Calcium controls or influences almost all aspects of mammalian cell behaviour and is essential for normal neurotransmission. Calcium signals in the mammalian central nervous system (CNS) are detected by families of specific calcium sensing proteins [1]. These proteins then interact with downstream effectors to drive processes as diverse as neurotransmitter release, alterations in neuronal gene expression, changes in neuronal excitability and regulation of neuronal architecture and connectivity. As such, they are involved in high-level functions including learning, problem solving and memory acquisition. Dysregulated CNS calcium signalling has been linked to epilepsy in humans and rodents [2]. A recent genotyping study of a family having a rare inherited form of the disease identified a single point mutation in the calcium sensor, Calcium Binding Protein 4 (CaBP4G155D) as a possible underlying cause [3].
Although CaBP4 has important functions in the regulation of voltage gated calcium channels essential for neurotransmission in the mammalian auditory system, no CNS localised functions for CaBP4 have been reported.
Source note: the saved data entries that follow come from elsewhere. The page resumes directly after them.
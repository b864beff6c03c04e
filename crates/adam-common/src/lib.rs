//! Shared utilities for the ADaM derivation crates.
//!
//! Cell access and `AnyValue` conversions used by ingestion, the event
//! resolver and the query executor.

pub mod values;

pub use values::{
    any_to_f64, any_to_i64, any_to_string, any_to_string_non_empty, cell_i64, cell_string,
    format_numeric, is_missing_token, parse_f64, parse_i64,
};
The G155D mutation suggests that CaBP4 may have a yet undiscovered CNS specific function that is linked to epilepsy.
This project is designed to investigate this possibility by examining the structure and function of the protein to explain the epilepsy phenotype. The student will employ a diverse range of experimental techniques, routine in our laboratory [4], that will provide excellent training in modern protein biochemistry and cell biological approaches. They will determine the structure of CaBP4 wild-type (CaBP4WT) and CaBP4G155D through protein crystallisation (collaboration with Dr Andrew Lovering, University of Birmingham, UK). The effect of the mutation on the chemical stability, calcium and target peptide binding properties of CaBP4 will be examined using a combination of biochemical and biophysical approaches including: Protease sensitivity, intrinsic fluorescence, circular dichroism spectroscopy and isothermal titration calorimetry. The project will then address the functional differences imparted by the G155D mutation. HEK cells expressing CaBP4WT or CaBP4G155D and transfected with known CaBP4 regulated voltage gated calcium channels will be loaded with calcium dye and depolarisation induced calcium fluxes monitored by confocal microscopy. These combined approaches will allow us to link structure to function and will provide insights into the molecular basis of a unique form of human epilepsy. This in turn could reveal novel potential therapeutic targets for future investigation.
References

Funding Notes

This project is suitable for a self-funded student or student in receipt of a government scholarship. Be advised that tuition fees and bench fees will be payable. Living expenses would also be required for study in Liverpool.

References

1. Burgoyne RD et al. Cold Spring Harb Perspect Biol. 2019 May 1;11(5). pii: a035154.
2. Zamponi GW et al. Pflugers Arch. 2010 Jul;460(2):395-403.
3. Chen ZH et al. Oncotarget. 2017 Sep 5;8(45):78940-78947.
4. Helassa N et al. Hum Mol Genet. 2017 Jul 1;26(13):2426-2435.